3. PRESENTATION TOPIC:
How this paper relates to previous topics that have been discussed in class.
4. THOUGHTS:
The discussion brought up several good points regarding the multi-MPS platform, suggesting that the complexity should include mechanistic detail without including too many parameters. Good paper that relates to previous class discussions.
0. KNEW
ReplyDeleteI was familiar with microphysiological systems technology along with pharmacokinetic and pharmacodynamic models from previous classes and papers. I knew that PK/PD models address how the drug affects/is affected by the body in regards to absorption, distribution, metabolism, and excretion.
1. LEARNED
The scope of traditional PK/PD models is specific to in vivo models, and is too limited for use in in vitro systems and data interpretation of data from the MPS operation. Instead, computational models w/ greater mechanistic detail with physical and biological dynamics would be used to design MPSs, select experimental conditions, analyze and predict outcomes.
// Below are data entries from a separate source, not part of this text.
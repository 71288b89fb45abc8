//! # Buffer Encoder
//!
//! Writes the flat little-endian adpack format:
//!
//! - `i32` / `u32`: 4 bytes, little-endian, no tag.
//! - strings: `u32` byte length, then the raw UTF-8 bytes.
//!
//! The format carries no type information; reader and writer must agree on
//! the value sequence, which the wire contract fixes per transaction code.

use crate::types::Error;
use crate::types::Result;

/// A growable buffer that encodes values into the adpack format.
pub struct Encoder {
    buf: Vec<u8>,
}

impl Encoder {
    pub fn new() -> Self {
        Self { buf: Vec::new() }
    }

    pub fn with_capacity(cap: usize) -> Self {
        Self {
            buf: Vec::with_capacity(cap),
        }
    }

    pub fn as_bytes(&self) -> &[u8] {
        &self.buf
    }

    pub fn into_bytes(self) -> Vec<u8> {
        self.buf
    }

    pub fn len(&self) -> usize {
        self.buf.len()
    }

    pub fn is_empty(&self) -> bool {
        self.buf.is_empty()
    }

    #[inline(always)]
    fn write_u32_raw(&mut self, v: u32) {
        self.buf.extend_from_slice(&v.to_le_bytes());
    }

    #[inline]
    pub fn i32(&mut self, v: i32) -> Result<&mut Self> {
        self.buf.extend_from_slice(&v.to_le_bytes());
        Ok(self)
    }

    #[inline]
    pub fn u32(&mut self, v: u32) -> Result<&mut Self> {
        self.write_u32_raw(v);
        Ok(self)
    }

    pub fn str(&mut self, v: &str) -> Result<&mut Self> {
        let bytes = v.as_bytes();
        if bytes.len() > u32::MAX as usize {
            return Err(Error::BlobTooLarge(bytes.len()));
        }
        self.write_u32_raw(bytes.len() as u32);
        self.buf.extend_from_slice(bytes);
        Ok(self)
    }
}

impl Default for Encoder {
    fn default() -> Self {
        Self::new()
    }
}
//! # Identifier Exchange
//!
//! The sequence that turns a platform handle into exactly one callback:
//! provider check, bind, two transactions, validation, delivery. Every
//! failure point collapses into a single terminal outcome; nothing
//! propagates past this module as an unhandled fault.

use std::sync::Arc;

use crate::connector;
use crate::connector::BindTarget;
use crate::connector::Platform;
use crate::executor::Deferred;
use crate::executor::Executor;
use crate::service;
use crate::service::IdentifierService;

/// Package whose presence marks the identifier provider as installed.
pub const PROVIDER_PACKAGE: &str = "com.android.vending";

/// Bind action the identifier service answers to.
pub const SERVICE_ACTION: &str = "com.google.android.gms.ads.identifier.service.START";

/// Package hosting the identifier service.
pub const SERVICE_PACKAGE: &str = "com.google.android.gms";

/// Terminal outcome taxonomy for one exchange. The categories are mutually
/// exclusive; the first failure wins and no step is retried.
#[derive(Debug, Clone)]
pub enum Error {
    /// The provider package is not installed.
    ProviderMissing(String),
    /// The bind request was refused synchronously.
    BadConnection,
    /// The wait for the service connection was abandoned.
    Interrupted(String),
    /// A transaction faulted or the remote side declared an exception.
    Remote(service::Error),
    /// The exchange succeeded but yielded no usable identifier.
    EmptyIdentifier,
}

impl std::fmt::Display for Error {
    fn fmt(&self, f: &mut std::fmt::Formatter<'_>) -> std::fmt::Result {
        match self {
            Self::ProviderMissing(name) => write!(f, "package '{}' not found", name),
            Self::BadConnection => write!(f, "Bad GMS service connection"),
            Self::Interrupted(msg) => write!(f, "{}", msg),
            Self::Remote(e) => write!(f, "{}", e),
            Self::EmptyIdentifier => write!(f, "Ad ID is null or empty"),
        }
    }
}

impl std::error::Error for Error {}

impl From<connector::Error> for Error {
    fn from(e: connector::Error) -> Self {
        match e {
            connector::Error::PackageMissing(name) => Self::ProviderMissing(name),
            connector::Error::Refused => Self::BadConnection,
            connector::Error::Interrupted(msg) => Self::Interrupted(msg),
        }
    }
}

impl From<service::Error> for Error {
    fn from(e: service::Error) -> Self {
        Self::Remote(e)
    }
}

/// Advertising identifier and limited-tracking flag, as one immutable value.
///
/// Only a fully successful exchange produces one; the identifier is never
/// empty.
#[derive(Debug, Clone, PartialEq, Eq)]
pub struct AdInfo {
    pub id: String,
    pub tracking_limited: bool,
}

/// Client-side callback capability. Exactly one of the two methods fires,
/// exactly once, per exchange.
pub trait Listener: Send + 'static {
    fn on_success(&self, info: AdInfo);
    fn on_error(&self, error: Error);
}

/// Drives one identifier exchange per `fetch` call against a platform,
/// delivering the outcome through the supplied executor.
pub struct AdIdClient {
    platform: Arc<dyn Platform>,
    executor: Arc<dyn Executor>,
}

impl AdIdClient {
    pub fn new(platform: Arc<dyn Platform>, executor: Arc<dyn Executor>) -> Self {
        Self { platform, executor }
    }

    /// Run the full exchange and deliver exactly one outcome to `listener`.
    ///
    /// The exchange itself runs on the calling task; only the callback goes
    /// through the executor.
    pub async fn fetch<L: Listener>(&self, listener: L) {
        let outcome = self.exchange().await;
        match &outcome {
            Ok(info) => {
                tracing::debug!(
                    tracking_limited = info.tracking_limited,
                    "identifier exchange complete"
                );
            }
            Err(error) => tracing::warn!(%error, "identifier exchange failed"),
        }

        self.executor.post(Box::new(move || match outcome {
            Ok(info) => listener.on_success(info),
            Err(error) => listener.on_error(error),
        }));
    }

    async fn exchange(&self) -> Result<AdInfo, Error> {
        connector::resolve_package(self.platform.as_ref(), PROVIDER_PACKAGE)?;

        let target = BindTarget::new(SERVICE_ACTION, SERVICE_PACKAGE);
        let (binding, transport) = connector::connect(&self.platform, target).await?;

        // the binding guard stays live until both transactions settle, and
        // unbinds on every path out of this function
        let service = IdentifierService::new(transport);
        let id = service.identifier().await?;
        let tracking_limited = service.tracking_limited().await?;
        drop(binding);

        if id.is_empty() {
            return Err(Error::EmptyIdentifier);
        }
        Ok(AdInfo {
            id,
            tracking_limited,
        })
    }
}

/// Convenience entry point: spawns its own background task and an
/// internally created deferred callback context, so the caller never
/// touches execution contexts directly.
///
/// Must be called within a tokio runtime.
pub fn get_ad_info<L: Listener>(platform: Arc<dyn Platform>, listener: L) {
    let executor: Arc<dyn Executor> = Arc::new(Deferred::spawn());
    let client = AdIdClient::new(platform, executor);
    tokio::spawn(async move {
        client.fetch(listener).await;
    });
}
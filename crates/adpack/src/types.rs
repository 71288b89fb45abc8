//! Core types for the adpack buffer format

/// Failures while reading or writing a buffer.
#[derive(Debug, Clone, Copy, PartialEq, Eq)]
pub enum Error {
    /// The buffer ended before the value did; carries the number of missing bytes.
    Truncated(usize),
    /// A string payload was not valid UTF-8.
    InvalidUtf8,
    /// A blob exceeded the u32 length prefix.
    BlobTooLarge(usize),
}

impl std::fmt::Display for Error {
    fn fmt(&self, f: &mut std::fmt::Formatter<'_>) -> std::fmt::Result {
        match self {
            Self::Truncated(n) => write!(f, "buffer truncated: {} more bytes needed", n),
            Self::InvalidUtf8 => write!(f, "string payload is not valid UTF-8"),
            Self::BlobTooLarge(n) => write!(f, "blob of {} bytes exceeds length prefix", n),
        }
    }
}

impl std::error::Error for Error {}

pub type Result<T> = std::result::Result<T, Error>;
//! Lazy, deduplicated acquisition of a heavyweight runtime
//!
//! A [`RuntimeLoader`] owns the lifecycle of one expensive runtime: nothing is
//! loaded until the first [`RuntimeLoader::ensure_ready`] call, every caller
//! that arrives while the load is running subscribes to the same completion
//! signal, and later callers get the cached handle straight away.

use std::future::Future;
use std::pin::Pin;
use std::sync::{Arc, Mutex, MutexGuard, PoisonError};
use std::time::Instant;

use tokio::sync::watch;

use crate::{Error, Result};

/// Lifecycle of a runtime.
#[derive(Clone, Copy, Debug, PartialEq, Eq)]
pub enum RuntimeState {
    Unloaded,
    Loading,
    Ready,
}

/// The external asset a loader initializes.
pub trait RuntimeAsset: Send + Sync + 'static {
    /// The initialized runtime handed to callers
    type Runtime: Send + Sync + 'static;

    /// Name used in logs
    fn name(&self) -> &'static str;

    /// Fetch and initialize the runtime.
    fn load(&self) -> Pin<Box<dyn Future<Output = Result<Self::Runtime>> + Send + '_>>;
}

/// Outcome broadcast to everyone waiting on a load
enum LoadStatus<R> {
    Pending,
    Ready(Arc<R>),
    Failed(String),
}

enum Slot<R> {
    Unloaded,
    Loading(watch::Receiver<LoadStatus<R>>),
    Ready(Arc<R>),
}

/// Loads a runtime at most once per successful attempt.
///
/// A failed load rejects every caller waiting on it with
/// [`Error::RuntimeUnavailable`] and returns the loader to
/// [`RuntimeState::Unloaded`], so a later call may retry.
pub struct RuntimeLoader<A: RuntimeAsset> {
    asset: Arc<A>,
    slot: Arc<Mutex<Slot<A::Runtime>>>,
}

impl<A: RuntimeAsset> RuntimeLoader<A> {
    pub fn new(asset: A) -> Self {
        Self {
            asset: Arc::new(asset),
            slot: Arc::new(Mutex::new(Slot::Unloaded)),
        }
    }

    pub fn asset(&self) -> &A {
        &self.asset
    }

    /// Current lifecycle state.
    pub fn state(&self) -> RuntimeState {
        match &*lock(&self.slot) {
            Slot::Unloaded => RuntimeState::Unloaded,
            Slot::Loading(_) => RuntimeState::Loading,
            Slot::Ready(_) => RuntimeState::Ready,
        }
    }

    /// The cached runtime, if it has finished loading.
    pub fn handle(&self) -> Option<Arc<A::Runtime>> {
        match &*lock(&self.slot) {
            Slot::Ready(runtime) => Some(runtime.clone()),
            _ => None,
        }
    }

    /// Wait until the runtime is ready, starting the load if nobody has.
    pub async fn ensure_ready(&self) -> Result<Arc<A::Runtime>> {
        let mut rx = {
            let mut slot = lock(&self.slot);
            match &*slot {
                Slot::Ready(runtime) => return Ok(runtime.clone()),
                Slot::Loading(rx) => rx.clone(),
                Slot::Unloaded => {
                    let (tx, rx) = watch::channel(LoadStatus::Pending);
                    *slot = Slot::Loading(rx.clone());
                    self.spawn_load(tx);
                    rx
                }
            }
        };

        let status = rx
            .wait_for(|status| !matches!(status, LoadStatus::Pending))
            .await
            .map_err(|_| Error::RuntimeUnavailable("load task ended unexpectedly".to_string()))?;

        match &*status {
            LoadStatus::Ready(runtime) => Ok(runtime.clone()),
            LoadStatus::Failed(message) => Err(Error::RuntimeUnavailable(message.clone())),
            LoadStatus::Pending => Err(Error::RuntimeUnavailable(
                "load still pending".to_string(),
            )),
        }
    }

    /// Drop a broken runtime so the next [`ensure_ready`](Self::ensure_ready)
    /// starts a fresh load.
    ///
    /// Only takes effect while `runtime` is still the cached handle; returns
    /// whether it did.
    pub fn invalidate(&self, runtime: &Arc<A::Runtime>) -> bool {
        let mut slot = lock(&self.slot);
        match &*slot {
            Slot::Ready(current) if Arc::ptr_eq(current, runtime) => {
                *slot = Slot::Unloaded;
                tracing::warn!(runtime = self.asset.name(), "Runtime invalidated");
                true
            }
            _ => false,
        }
    }

    /// Run the load on its own task, so a caller that stops waiting does not
    /// abandon the others.
    fn spawn_load(&self, tx: watch::Sender<LoadStatus<A::Runtime>>) {
        let asset = self.asset.clone();
        let slot = self.slot.clone();

        tracing::info!(runtime = asset.name(), "Runtime loading");

        tokio::spawn(async move {
            let start = Instant::now();
            let status = match asset.load().await {
                Ok(runtime) => {
                    let runtime = Arc::new(runtime);
                    *lock(&slot) = Slot::Ready(runtime.clone());
                    tracing::info!(
                        runtime = asset.name(),
                        elapsed_ms = start.elapsed().as_millis(),
                        "Runtime ready"
                    );
                    LoadStatus::Ready(runtime)
                }
                Err(e) => {
                    *lock(&slot) = Slot::Unloaded;
                    tracing::error!(
                        runtime = asset.name(),
                        elapsed_ms = start.elapsed().as_millis(),
                        error = %e,
                        "Runtime failed to load"
                    );
                    LoadStatus::Failed(e.to_string())
                }
            };
            // Nobody listening is fine: the slot already holds the outcome
            let _ = tx.send(status);
        });
    }
}

fn lock<T>(mutex: &Mutex<T>) -> MutexGuard<'_, T> {
    mutex.lock().unwrap_or_else(PoisonError::into_inner)
}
It seems a system of MPSs are referred to as 'interactomes'.
Experiments comparing traditional PK models to the four-MPS interactome model show that the interacome model was more robust. For example, it's shown that the interacome model's k(metabolism, unbound) was constant with changing [HSA], while the traditional PK model had an nonconstant k. The second experiment with inflammatory response to LPS stimulation, complex dynamics prevent a traditional PK/PD model from explaining the results where the interactome model could make key observations. Due to experimental restrictions, it's generally infeasible to mimic in vivo processes precisely - computational models are needed to translate the in vitro data to in vivo.
2. QUESTIONS
How well does this model scale to humans? I've asked this question in the TEDx presentation on OoC, but it seems to me that there will always be parameters not considered when downscaling to the MPS-scale.
3. PRESENTATION
A short presentation on transformations of a drug as it travels throughout the body up to excretion.
4. THOUGHTS
I'm seeing a large emphasis on 'data-driven design' both in this paper and in other papers such as those about machine learning; I'm a little confused on what design would not be data-driven.